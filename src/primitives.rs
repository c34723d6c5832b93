//! Sparse feature-vector primitive.
//!
//! A single classification request produces one wide, mostly-zero row:
//! a few thousand TF-IDF columns with a handful of non-zeros, followed by a
//! short dense block of scaled numeric columns. [`SparseVector`] stores only
//! the non-zero entries while tracking the full logical width, so width
//! checks stay exact without materializing thousands of zeros.

use serde::{Deserialize, Serialize};

/// A fixed-width sparse row of f32 values.
///
/// Indices are strictly increasing and every index is below the logical
/// width. The width is part of the value: two vectors with identical
/// non-zeros but different widths are different vectors.
///
/// # Examples
///
/// ```
/// use sentir::primitives::SparseVector;
///
/// let v = SparseVector::from_pairs(5, vec![1, 3], vec![0.5, 2.0]).expect("valid indices");
/// assert_eq!(v.width(), 5);
/// assert_eq!(v.nnz(), 2);
/// assert_eq!(v.get(3), 2.0);
/// assert_eq!(v.get(0), 0.0);
/// ```
#[derive(Debug, Clone, PartialEq, Serialize, Deserialize)]
pub struct SparseVector {
    width: usize,
    indices: Vec<usize>,
    values: Vec<f32>,
}

impl SparseVector {
    /// Creates a sparse vector from parallel index/value lists.
    ///
    /// # Errors
    ///
    /// Returns an error if the lists differ in length, an index is out of
    /// bounds, or indices are not strictly increasing.
    pub fn from_pairs(
        width: usize,
        indices: Vec<usize>,
        values: Vec<f32>,
    ) -> Result<Self, &'static str> {
        if indices.len() != values.len() {
            return Err("Index and value lists must have equal length");
        }
        if indices.last().is_some_and(|&last| last >= width) {
            return Err("Index out of bounds for declared width");
        }
        if indices.windows(2).any(|w| w[0] >= w[1]) {
            return Err("Indices must be strictly increasing");
        }
        Ok(Self {
            width,
            indices,
            values,
        })
    }

    /// Crate-internal constructor for entries already known to be sorted,
    /// unique, and in bounds.
    pub(crate) fn from_sorted(width: usize, entries: Vec<(usize, f32)>) -> Self {
        debug_assert!(entries.windows(2).all(|w| w[0].0 < w[1].0));
        debug_assert!(entries.last().map_or(true, |&(i, _)| i < width));
        let (indices, values) = entries.into_iter().unzip();
        Self {
            width,
            indices,
            values,
        }
    }

    /// Creates a sparse vector from a dense slice, keeping non-zero entries.
    #[must_use]
    pub fn from_dense(dense: &[f32]) -> Self {
        let (indices, values) = dense
            .iter()
            .enumerate()
            .filter(|(_, &v)| v != 0.0)
            .map(|(i, &v)| (i, v))
            .unzip();
        Self {
            width: dense.len(),
            indices,
            values,
        }
    }

    /// Creates an all-zero vector of the given width.
    #[must_use]
    pub fn zeros(width: usize) -> Self {
        Self {
            width,
            indices: Vec::new(),
            values: Vec::new(),
        }
    }

    /// Returns the logical width.
    #[must_use]
    pub fn width(&self) -> usize {
        self.width
    }

    /// Returns the number of stored (non-zero) entries.
    #[must_use]
    pub fn nnz(&self) -> usize {
        self.indices.len()
    }

    /// Gets the value at a column.
    ///
    /// # Panics
    ///
    /// Panics if the column is out of bounds.
    #[must_use]
    pub fn get(&self, col: usize) -> f32 {
        assert!(col < self.width, "column {col} out of bounds for width {}", self.width);
        match self.indices.binary_search(&col) {
            Ok(pos) => self.values[pos],
            Err(_) => 0.0,
        }
    }

    /// Iterates over the stored (column, value) entries in column order.
    pub fn iter(&self) -> impl Iterator<Item = (usize, f32)> + '_ {
        self.indices.iter().copied().zip(self.values.iter().copied())
    }

    /// Dot product against a dense weight slice of the same width.
    ///
    /// # Errors
    ///
    /// Returns an error if the widths differ.
    pub fn dot_dense(&self, weights: &[f32]) -> Result<f32, &'static str> {
        if weights.len() != self.width {
            return Err("Weight slice width must equal vector width");
        }
        Ok(self
            .iter()
            .map(|(col, value)| value * weights[col])
            .sum())
    }

    /// Horizontal concatenation with a dense block appended on the right.
    ///
    /// The result's width is `self.width() + dense.len()`; zero entries in
    /// the dense block are not stored.
    #[must_use]
    pub fn hstack_dense(&self, dense: &[f32]) -> Self {
        let mut indices = self.indices.clone();
        let mut values = self.values.clone();
        for (offset, &value) in dense.iter().enumerate() {
            if value != 0.0 {
                indices.push(self.width + offset);
                values.push(value);
            }
        }
        Self {
            width: self.width + dense.len(),
            indices,
            values,
        }
    }

    /// Right-pads with zero columns up to a target width.
    ///
    /// # Errors
    ///
    /// Returns an error if the target width is smaller than the current
    /// width; padding never drops columns.
    pub fn pad_to(&self, target_width: usize) -> Result<Self, &'static str> {
        if target_width < self.width {
            return Err("Target width must not be smaller than current width");
        }
        Ok(Self {
            width: target_width,
            indices: self.indices.clone(),
            values: self.values.clone(),
        })
    }

    /// Materializes the full dense row.
    #[must_use]
    pub fn to_dense(&self) -> Vec<f32> {
        let mut dense = vec![0.0; self.width];
        for (col, value) in self.iter() {
            dense[col] = value;
        }
        dense
    }
}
==========
TASK INSTRUCTIONS:
Find the word "primitives" in the entries and show each line where it is found.

EXERCISE ANSWER:
filename src/primitives.rs
/// use sentir::primitives::SparseVector;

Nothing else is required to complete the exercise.